While there have been several great films this year, doubtlessly, Anubhav Sinha's
The conversations that Mulk makes — on religious polarisation, bigotry, communalism, which is what we were talking about too — essentially reflect the discourse that dominates social media, slotting people into fake binaries, like national/anti-national, religious/anti-religious, etc. We're going through a short phase in human history, Sinha says, quoting Javed Akhtar: "(Itihaas ka) ek page jaldi se palat diya toh do-teen saal nikal jaate hain!" Either way, he submits, we're all willing consumers of a conflict that doesn't actually exist, but can easily be created. Branding is an American phenomenon. And so once they were fighting "Kaamies," Sinha imitates the American accent (to say communists), who had to be hunted down: "Millions were killed, countries and economies destroyed, fighting kaamies." And now the US is fighting "terrorists"! A lot of other similar terms bandied about daily in India come to mind. Secularism, defined as separation of religion from state/politics is one of them.

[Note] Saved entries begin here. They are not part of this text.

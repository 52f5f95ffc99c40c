use std::{
    path::{Path, PathBuf},
    process::ExitCode,
};

use api::{ApiError, SoshaClient};
use clap::{Parser, Subcommand, ValueEnum};
use config::{Config, ConfigError};
use futures::future::join_all;
use posts::{group_posts, PostGroup};
use render::{GroupListing, ToolkitLine};
use serde::Serialize;
use thiserror::Error;
use toolkits::{Toolkit, ToolkitStatus};
use tracing::{error, info, warn};
use tracing_subscriber::EnvFilter;

mod api;
mod config;
mod posts;
mod render;
mod toolkits;

#[derive(Parser)]
#[command(version, about)]
struct Args {
    /// Path to configuration file.
    #[arg(long, default_value = ".toolkitview.yml")]
    config: PathBuf,

    /// Output format.
    #[arg(long, value_enum, default_value_t = Format::Text)]
    format: Format,

    #[command(subcommand)]
    command: Command,
}

#[derive(Subcommand)]
enum Command {
    /// List toolkits of the organization.
    Toolkits,
    /// Show posts of a toolkit, grouped.
    Posts {
        /// Toolkit ID.
        toolkit_id: String,
    },
    /// Show grouped posts of every published toolkit.
    Overview {
        /// Include draft toolkits too.
        #[arg(long)]
        drafts: bool,
    },
}

#[derive(Clone, Copy, ValueEnum)]
enum Format {
    Text,
    Json,
}

#[derive(Debug, Error)]
enum CommandError {
    #[error(transparent)]
    Config(#[from] ConfigError),
    #[error("Failed to fetch from API: {0}")]
    Api(#[from] ApiError),
    #[error("Failed to serialize output: {0}")]
    Output(#[source] serde_json::Error),
}

#[derive(Serialize)]
#[serde(rename_all = "camelCase")]
struct ToolkitPage<'a> {
    toolkit_id: &'a str,
    post_groups: Vec<PostGroup>,
}

#[derive(Serialize)]
#[serde(rename_all = "camelCase")]
struct OverviewEntry {
    toolkit: Toolkit,
    post_groups: Vec<PostGroup>,
}

#[tokio::main]
async fn main() -> ExitCode {
    tracing_subscriber::fmt()
        .with_env_filter(
            EnvFilter::try_from_default_env().unwrap_or_else(|_| EnvFilter::new("info")),
        )
        .with_writer(std::io::stderr)
        .init();

    let Args {
        config,
        format,
        command,
    } = Args::parse();

    match run(&config, format, command).await {
        Ok(()) => ExitCode::SUCCESS,
        Err(e) => {
            error!("{e}");
            ExitCode::FAILURE
        }
    }
}

async fn run(config: &Path, format: Format, command: Command) -> Result<(), CommandError> {
    let cfg = Config::load(config)?;
    let client = SoshaClient::new(&cfg)?;

    match command {
        Command::Toolkits => toolkits(&client, format).await,
        Command::Posts { toolkit_id } => posts(&client, &toolkit_id, format).await,
        Command::Overview { drafts } => overview(&client, drafts, format).await,
    }
}

fn to_json<T: Serialize>(value: &T) -> Result<String, CommandError> {
    serde_json::to_string_pretty(value).map_err(CommandError::Output)
}

async fn toolkits(client: &SoshaClient, format: Format) -> Result<(), CommandError> {
    let toolkits = client.get_toolkits().send().await?;
    info!(count = toolkits.len(), "fetched toolkits");

    match format {
        Format::Json => println!("{}", to_json(&toolkits)?),
        Format::Text => {
            for toolkit in &toolkits {
                println!("{}", ToolkitLine(toolkit));
            }
        }
    }

    Ok(())
}

async fn build_page<'a>(
    client: &SoshaClient,
    toolkit_id: &'a str,
) -> Result<ToolkitPage<'a>, ApiError> {
    let post_groups = group_posts(client.get_posts(toolkit_id).send().await?);
    info!(toolkit = toolkit_id, groups = post_groups.len(), "grouped posts");

    Ok(ToolkitPage {
        toolkit_id,
        post_groups,
    })
}

async fn posts(client: &SoshaClient, toolkit_id: &str, format: Format) -> Result<(), CommandError> {
    let page = build_page(client, toolkit_id).await?;

    match format {
        Format::Json => println!("{}", to_json(&page)?),
        Format::Text => {
            for group in &page.post_groups {
                print!("{}", GroupListing(group));
            }
        }
    }

    Ok(())
}

/// Grouped posts of every published toolkit, drafts too if asked.
/// Toolkits whose posts fail to load are logged and left out.
async fn build_overview(client: &SoshaClient, drafts: bool) -> Result<Vec<OverviewEntry>, ApiError> {
    let toolkits: Vec<Toolkit> = client
        .get_toolkits()
        .send()
        .await?
        .into_iter()
        .filter(|t| drafts || t.status == ToolkitStatus::Published)
        .collect();

    let results = {
        let jobs = toolkits.iter().map(|t| client.get_posts(&t.id).send());
        join_all(jobs).await
    };

    let entries = results
        .into_iter()
        .zip(toolkits)
        .filter_map(|(res, toolkit)| match res {
            Ok(posts) => Some(OverviewEntry {
                toolkit,
                post_groups: group_posts(posts),
            }),
            Err(e) => {
                warn!(toolkit = %toolkit.id, "Failed to fetch posts: {e}");
                None
            }
        })
        .collect();

    Ok(entries)
}

async fn overview(client: &SoshaClient, drafts: bool, format: Format) -> Result<(), CommandError> {
    let entries = build_overview(client, drafts).await?;

    match format {
        Format::Json => println!("{}", to_json(&entries)?),
        Format::Text => {
            for entry in &entries {
                println!("{}", ToolkitLine(&entry.toolkit));
                for group in &entry.post_groups {
                    print!("{}", GroupListing(group));
                }
                println!();
            }
        }
    }

    Ok(())
}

It's a cuss word, currently. And while there is no proper Hindi substitute for it ('dharmanirpeksha' doesn't quite cut it), that carving a secular state from a deeply ritualistic nation is tough is evident, I realise, while chatting about religion with Sinha, before a live, educated audience in Lucknow, the capital of Uttar Pradesh. "The problem is that one religion believes that no greater truth can be discovered, after its founding," says a gentleman from the audience, referring to Islam being at the root of the world's problems. A Sikh man gets up to counter, "But, hey, my religion did come after." An old lady admonishes Sinha, for what exactly I'm unsure, but advocated, "Sanatan Dharma is the only dharma. All other religions are simply communities." The fellow sitting a few seats away from her takes the mic to empathically declare, "There will be no messenger after the Prophet. The Quran says so." Nobody rolls their eyes. This can go on forever. We leave.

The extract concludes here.